[Records from a dataset]
--*--

#[tokio::test]
async fn unreachable_backends_surface_as_transport_errors() {
    let store = rentscope_storage::KeyValueStore::new(
        rentscope_storage_memory::InMemoryKeyValueStore::new(),
    );
    let locale = std::sync::Arc::new(rentscope_i18n::LocaleController::with_state(
        store.clone(),
        std::sync::Arc::new(rentscope_i18n::HeadlessDocument::new()),
        rentscope_i18n::Catalog::new(),
        rentscope_i18n::LocaleState::default(),
    ));
    let client = GatewayClient::builder(
        GatewayConfig {
            // Nothing listens on port 1.
            origin: "http://127.0.0.1:1".into(),
            request_timeout: Duration::from_secs(5),
            ..Default::default()
        },
        store,
        locale,
        std::sync::Arc::new(rentscope_router::InMemoryNavigator::default()),
    )
    .build();

    let err = client.catalog().cities().await.unwrap_err();

    assert!(matches!(err, GatewayError::Transport(_)), "{err:?}");
    assert_eq!(err.status(), None);
}

#[tokio::test]
async fn success_payloads_are_unwrapped() {
    let app = TestApp::new(|request| match request.path.as_str() {
        "/api/tasks/count" => ok_json(json!({"count": 12})),
        "/api/tasks/3" => http::Response::builder()
            .status(204)
            .body(Vec::new())
            .unwrap(),
        _ => ok_json(json!(null)),
    });

    let count = app
        .client
        .tasks()
        .count(&json!({"status": "done", "city": null}))
        .await
        .unwrap();
    assert_eq!(count, json!({"count": 12}));
    assert_eq!(
        app.backend.last_request().query.as_deref(),
        Some("status=done")
    );

    let deleted = app.client.tasks().delete(3).await.unwrap();
    assert_eq!(deleted, Value::Null);
    assert_eq!(app.backend.last_request().method, Method::DELETE);
}

#[tokio::test]
async fn export_uses_the_suggested_filename() {
    let app = TestApp::new(|_| {
        http::Response::builder()
            .status(200)
            .header("content-type", "text/csv")
            .header(
                "content-disposition",
                r#"attachment; filename="houses_2024.csv""#,
            )
            .body(b"id,title\n1,Sunny flat\n".to_vec())
            .unwrap()
    });

    let exported = app
        .client
        .export()
        .houses(&json!({"city": "北京"}))
        .await
        .unwrap();

    assert_eq!(exported.filename, "houses_2024.csv");
    assert_eq!(exported.download.bytes().as_ref(), b"id,title\n1,Sunny flat\n");
    assert_eq!(exported.download.content_type(), "text/csv;charset=utf-8");
    assert_eq!(app.backend.last_request().path, "/api/export/houses");

    let dir = tempfile::tempdir().unwrap();
    let dir = camino::Utf8Path::from_path(dir.path()).unwrap();
    let saved = exported.save_into(dir).await.unwrap();
    assert_eq!(saved, dir.join("houses_2024.csv"));
    assert_eq!(
        std::fs::read(&saved).unwrap(),
        b"id,title\n1,Sunny flat\n".to_vec()
    );
}

#[tokio::test]
async fn export_falls_back_to_the_default_filename() {
    let app = TestApp::new(|_| {
        http::Response::builder()
            .status(200)
            .body(b"id\n".to_vec())
            .unwrap()
    });

    let exported = app.client.export().houses(&json!({})).await.unwrap();

    assert_eq!(exported.filename, "houses.csv");
}

#[tokio::test]
async fn crawl_submissions_are_timestamped_even_when_they_fail() {
    let app = TestApp::new(|_| json_response(500, json!({"detail": "crawler offline"})));
    let before = jiff::Timestamp::now().as_millisecond();

    let err = app
        .client
        .tasks()
        .create_selenium_crawl(&json!({"city": "上海", "pages": 1}))
        .await
        .unwrap_err();

    assert_eq!(err.detail(), Some("crawler offline"));
    let recorded: i64 = wait_for_key(&app.store, keys::LAST_CRAWL_TASK_START_TIME)
        .await
        .parse()
        .unwrap();
    assert!(recorded >= before);
    assert_eq!(app.backend.last_request().path, "/api/tasks/selenium_crawl");
    assert_eq!(
        app.backend.last_request().json(),
        json!({"city": "上海", "pages": 1})
    );
}

#[tokio::test]
async fn other_calls_are_not_timestamped() {
    let app = TestApp::new(|_| ok_json(json!([])));

    app.client.tasks().list(&json!({"limit": 5})).await.unwrap();
    tokio::task::yield_now().await;

    assert_that!(
        app.store.get(keys::LAST_CRAWL_TASK_START_TIME).await.unwrap(),
        none()
    );
}

#[tokio::test]
async fn logging_in_starts_a_session() {
    let app = TestApp::at("/login", |_| {
        ok_json(json!({
            "token": "fresh-token",
            "token_type": "bearer",
            "expires_at": "2026-10-20T00:00:00",
            "user": {"id": 1, "username": "alice", "email": "alice@example.com", "is_admin": true}
        }))
    });

    app.client
        .auth()
        .login(&Credentials {
            username: "alice".into(),
            password: Secret::new("s3cret".into()),
        })
        .await
        .unwrap();

    assert_eq!(
        app.backend.last_request().json(),
        json!({"username": "alice", "password": "s3cret"})
    );
    let token = app.session.token().await.unwrap().unwrap();
    assert_eq!(token.expose_secret(), "fresh-token");
    assert_eq!(
        app.session.effective_role().await.unwrap().as_deref(),
        Some("admin")
    );

    app.client.catalog().cities().await.unwrap();
    assert_eq!(
        app.backend.last_request().header("authorization"),
        Some("Bearer fresh-token")
    );
}

#[tokio::test]
async fn registration_without_a_token_does_not_start_a_session() {
    let app = TestApp::new(|_| json_response(201, json!({"message": "注册成功"})));

    app.client
        .auth()
        .register(&json!({"username": "bob", "password": "pw", "email": "bob@example.com"}))
        .await
        .unwrap();

    assert!(!app.session.is_authenticated().await.unwrap());
}

#[tokio::test]
async fn logging_out_clears_the_session_even_if_the_backend_fails() {
    let app = TestApp::new(|_| json_response(500, json!({"detail": "登出失败"})));
    app.log_in("abc").await;

    let err = app.client.auth().logout().await.unwrap_err();

    assert_eq!(err.status(), Some(StatusCode::INTERNAL_SERVER_ERROR));
    assert!(app.session.snapshot().await.unwrap().is_empty());
    assert_eq!(app.backend.last_request().header("authorization"), Some("Bearer abc"));
}

#[tokio::test]
async fn deleting_the_account_clears_the_session() {
    let app = TestApp::new(|_| ok_json(json!({"message": "账户已删除"})));
    app.log_in("abc").await;

    app.client
        .auth()
        .delete_account(&Secret::new("pw d".into()))
        .await
        .unwrap();

    let request = app.backend.last_request();
    assert_eq!(request.method, Method::DELETE);
    assert_eq!(request.query.as_deref(), Some("password=pw+d"));
    assert!(!app.session.is_authenticated().await.unwrap());
}

#[tokio::test]
async fn syncing_the_profile_refreshes_the_cached_user() {
    let app = TestApp::new(|_| {
        ok_json(json!({
            "username": "alice",
            "email": "alice@example.com",
            "is_admin": false,
            "created_at": "2024-01-01T00:00:00"
        }))
    });
    app.log_in("abc").await;

    let user = app.client.auth().sync_profile().await.unwrap();

    assert_eq!(user.username.as_deref(), Some("alice"));
    assert_eq!(app.session.user().await.unwrap(), Some(user));
    assert!(app.session.is_authenticated().await.unwrap());
}

#[tokio::test]
async fn raw_requests_go_through_the_same_pipeline() {
    let app = TestApp::new(|_| ok_json(json!({"total": 42})));
    app.log_in("abc").await;

    let payload = app
        .client
        .send(
            Method::GET,
            "/statistics/summary",
            RequestOptions::new().param("city", "杭州"),
        )
        .await
        .unwrap();

    assert_eq!(payload, json!({"total": 42}));
    let request = app.backend.last_request();
    assert_eq!(request.path, "/api/statistics/summary");
    assert_eq!(request.query.as_deref(), Some("city=%E6%9D%AD%E5%B7%9E"));
    assert_eq!(request.header("authorization"), Some("Bearer abc"));
}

--*--

How to complete this task: Which lines above contain the word "detail"? Copy each of them.

Result for this task:
    let app = TestApp::new(|_| json_response(500, json!({"detail": "crawler offline"})));
    assert_eq!(err.detail(), Some("crawler offline"));
    let app = TestApp::new(|_| json_response(500, json!({"detail": "登出失败"})));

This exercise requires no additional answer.